The task
Reproduce exactly the lines below, from the first through the one containing "that override file values", and nothing more.

--- START ---

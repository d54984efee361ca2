//! Loading configuration files and environment overrides

use crate::config::GobConfig;
use crate::error::{ConfigError, ConfigResult};
use std::path::{Path, PathBuf};
use tracing::{debug, info};

/// Environment variables that override file values
pub const ENV_DATABASE: &str = "GOB_DATABASE";
pub const ENV_MODEL: &str = "GOB_MODEL";
pub const ENV_AUTH_SCHEME: &str = "GOB_AUTH_SCHEME";
pub const ENV_HOST: &str = "GOB_HOST";
pub const ENV_PORT: &str = "GOB_PORT";

pub struct ConfigLoader;

impl ConfigLoader {
    /// Parse a config file, choosing the format by extension
    pub fn load_from_file(path: impl AsRef<Path>) -> ConfigResult<GobConfig> {
        let path = path.as_ref();
        let content = std::fs::read_to_string(path).map_err(|e| ConfigError::Io {
            path: path.to_path_buf(),
            error: e.to_string(),
        })?;
        let extension = path
            .extension()
            .and_then(|e| e.to_str())
            .unwrap_or_default()
            .to_lowercase();

        let config = Self::parse(&content, &extension).map_err(|e| match e {
            ConfigError::Parse { error, .. } => ConfigError::Parse {
                path: path.to_path_buf(),
                error,
            },
            other => other,
        })?;
        info!(path = %path.display(), "Loaded configuration");
        Ok(config)
    }

    /// Load `path` when given, defaults otherwise; then apply environment
    /// overrides and validate
    pub fn load(path: Option<&Path>) -> ConfigResult<GobConfig> {
        let mut config = match path {
            Some(path) => Self::load_from_file(path)?,
            None => {
                debug!("No config file, using defaults");
                GobConfig::default()
            }
        };
        Self::apply_env(&mut config, |key| std::env::var(key).ok())?;
        config.validate()?;
        Ok(config)
    }

    fn parse(content: &str, extension: &str) -> ConfigResult<GobConfig> {
        let parse_error = |error: String| ConfigError::Parse {
            path: PathBuf::new(),
            error,
        };
        match extension {
            #[cfg(feature = "toml")]
            "toml" => toml::from_str(content).map_err(|e| parse_error(e.to_string())),
            #[cfg(feature = "yaml")]
            "yaml" | "yml" => serde_yaml::from_str(content).map_err(|e| parse_error(e.to_string())),
            "json" => serde_json::from_str(content).map_err(|e| parse_error(e.to_string())),
            other => Err(ConfigError::UnsupportedFormat(other.to_string())),
        }
    }

    /// Override file values from the environment
    ///
    /// `lookup` resolves a variable name; tests pass a map lookup instead of
    /// the process environment.
    pub fn apply_env(
        config: &mut GobConfig,
        lookup: impl Fn(&str) -> Option<String>,
    ) -> ConfigResult<()> {
        if let Some(path) = lookup(ENV_DATABASE) {
            config.database.path = PathBuf::from(path);
        }
        if let Some(path) = lookup(ENV_MODEL) {
            config.model.path = PathBuf::from(path);
        }
        if let Some(path) = lookup(ENV_AUTH_SCHEME) {
            config.auth.scheme_path = Some(PathBuf::from(path));
        }
        if let Some(host) = lookup(ENV_HOST) {
            config.server.host = host;
        }
        if let Some(port) = lookup(ENV_PORT) {
            config.server.port = port.parse().map_err(|_| ConfigError::Invalid {
                field: "server.port",
                reason: format!("'{port}' is not a port number"),
            })?;
        }
        Ok(())
    }
}

#[cfg(test)]
mod tests {
    use super::*;
    use std::collections::HashMap;
    use std::io::Write;
    use tempfile::NamedTempFile;
    use test_case::test_case;

    fn write(suffix: &str, content: &str) -> NamedTempFile {
        let mut file = tempfile::Builder::new().suffix(suffix).tempfile().unwrap();
        file.write_all(content.as_bytes()).unwrap();
        file
    }

    #[test_case(".toml", "[server]\nport = 9100\n[streaming]\nchannel_capacity = 8\n"; "toml")]
    #[test_case(".yaml", "server:\n  port: 9100\nstreaming:\n  channel_capacity: 8\n"; "yaml")]
    #[test_case(".json", r#"{"server": {"port": 9100}, "streaming": {"channel_capacity": 8}}"#; "json")]
    fn test_load_by_extension(suffix: &str, content: &str) {
        let file = write(suffix, content);
        let config = ConfigLoader::load_from_file(file.path()).unwrap();
        assert_eq!(config.server.port, 9100);
        assert_eq!(config.streaming.channel_capacity, 8);
        assert_eq!(config.database.busy_timeout_ms, 5000);
    }

    #[test]
    fn test_unknown_extension() {
        let file = write(".ini", "port=1");
        assert!(matches!(
            ConfigLoader::load_from_file(file.path()),
            Err(ConfigError::UnsupportedFormat(ext)) if ext == "ini"
        ));
    }

    #[test]
    fn test_parse_error_names_file() {
        let file = write(".toml", "[server\n");
        match ConfigLoader::load_from_file(file.path()) {
            Err(ConfigError::Parse { path, .. }) => assert_eq!(path, file.path()),
            other => panic!("expected parse error, got {other:?}"),
        }
    }

    #[test]
    fn test_env_overrides() {
        let env = HashMap::from([
            (ENV_DATABASE, "/data/gob.db"),
            (ENV_PORT, "9200"),
            (ENV_AUTH_SCHEME, "/etc/gob/auth.yaml"),
        ]);
        let mut config = GobConfig::default();
        ConfigLoader::apply_env(&mut config, |key| env.get(key).map(|v| v.to_string())).unwrap();

        assert_eq!(config.database.path, PathBuf::from("/data/gob.db"));
        assert_eq!(config.server.port, 9200);
        assert_eq!(
            config.auth.scheme_path,
            Some(PathBuf::from("/etc/gob/auth.yaml"))
        );
    }

    #[test]
    fn test_invalid_port_override() {
        let mut config = GobConfig::default();
        let result = ConfigLoader::apply_env(&mut config, |key| {
            (key == ENV_PORT).then(|| "http".to_string())
        });
        assert!(matches!(result, Err(ConfigError::Invalid { field: "server.port", .. })));
    }
}
use crate::context::{registry, sqlite_config};
use anyhow::{Context, Result};
use colored::Colorize;
use gob_config::GobConfig;
use gob_sqlite::{load_records, SqliteStore};
use std::fs::File;
use std::io::{self, BufRead, BufReader};
use std::path::Path;

pub fn execute(config: &GobConfig, path: Option<&Path>) -> Result<()> {
    let registry = registry(config)?;
    let store = SqliteStore::new(sqlite_config(config))
        .context("Database missing, run `gob init-db` first")?;
    let mut conn = store.connect_rw()?;

    let input: Box<dyn BufRead> = match path {
        Some(path) => Box::new(BufReader::new(
            File::open(path).with_context(|| format!("Failed to open {}", path.display()))?,
        )),
        None => Box::new(io::stdin().lock()),
    };
    let stats = load_records(&mut conn, &registry, input)?;

    println!(
        "{} Loaded {} entities and {} relations",
        "Success:".green().bold(),
        stats.entities,
        stats.relations
    );
    Ok(())
}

--- END ---

Output for this task
repository d54984efee361ca2
//! Loading configuration files and environment overrides

use crate::config::GobConfig;
use crate::error::{ConfigError, ConfigResult};
use std::path::{Path, PathBuf};
use tracing::{debug, info};

/// Environment variables that override file values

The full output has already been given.